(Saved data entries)
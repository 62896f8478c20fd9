//! Native text-to-speech through a local speech program.
//!
//! ```rust
//! use kprovider::adapters::system_speech::SystemSpeech;
//! use kprovider::{BackendId, LocalSpeechCapability};
//!
//! let speech = SystemSpeech::default().with_args(["-s", "150"]);
//! assert_eq!(speech.id(), BackendId::SystemSpeech);
//! assert_eq!(speech.program(), "espeak");
//! ```

use std::process::Stdio;

use tokio::process::Command;

use crate::{BackendId, LocalSpeechCapability, ProviderError, ProviderFuture};

pub const DEFAULT_SPEECH_PROGRAM: &str = "espeak";

#[derive(Debug, Clone, PartialEq, Eq)]
pub struct SystemSpeech {
    program: String,
    args: Vec<String>,
    voice_flag: Option<String>,
}

impl Default for SystemSpeech {
    fn default() -> Self {
        Self::new(DEFAULT_SPEECH_PROGRAM)
    }
}

impl SystemSpeech {
    pub fn new(program: impl Into<String>) -> Self {
        Self {
            program: program.into(),
            args: Vec::new(),
            voice_flag: Some("-v".to_string()),
        }
    }

    pub fn with_args<I, S>(mut self, args: I) -> Self
    where
        I: IntoIterator<Item = S>,
        S: Into<String>,
    {
        self.args = args.into_iter().map(Into::into).collect();
        self
    }

    /// Flag used to pass the locale as a voice name; `None` drops the locale.
    pub fn with_voice_flag(mut self, flag: Option<String>) -> Self {
        self.voice_flag = flag;
        self
    }

    pub fn program(&self) -> &str {
        &self.program
    }

    fn command(&self, text: &str, locale: Option<&str>) -> Command {
        let mut command = Command::new(&self.program);
        command
            .args(&self.args)
            .stdin(Stdio::null())
            .stdout(Stdio::null())
            .stderr(Stdio::piped())
            .kill_on_drop(true);

        if let (Some(flag), Some(locale)) = (self.voice_flag.as_deref(), locale)
            && !locale.trim().is_empty()
        {
            command.arg(flag).arg(locale.trim().to_ascii_lowercase());
        }

        command.arg(text);
        command
    }
}

impl LocalSpeechCapability for SystemSpeech {
    fn id(&self) -> BackendId {
        BackendId::SystemSpeech
    }

    fn speak<'a>(
        &'a self,
        text: String,
        locale: Option<String>,
    ) -> ProviderFuture<'a, Result<(), ProviderError>> {
        Box::pin(async move {
            if text.trim().is_empty() {
                return Err(ProviderError::invalid_request("speech text must not be empty"));
            }

            let output = self
                .command(&text, locale.as_deref())
                .output()
                .await
                .map_err(|err| {
                    ProviderError::unavailable(format!(
                        "failed to start speech program '{}': {err}",
                        self.program
                    ))
                })?;

            if !output.status.success() {
                let stderr = String::from_utf8_lossy(&output.stderr);
                return Err(ProviderError::rejected(format!(
                    "speech program '{}' exited with {}: {}",
                    self.program,
                    output.status,
                    stderr.trim()
                )));
            }

            Ok(())
        })
    }
}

◆ **Work request**
Looking at the data above, show all lines where the word "kprovider" occurs.

◆ **Output of the task**
//! use kprovider::adapters::system_speech::SystemSpeech;
//! use kprovider::{BackendId, LocalSpeechCapability};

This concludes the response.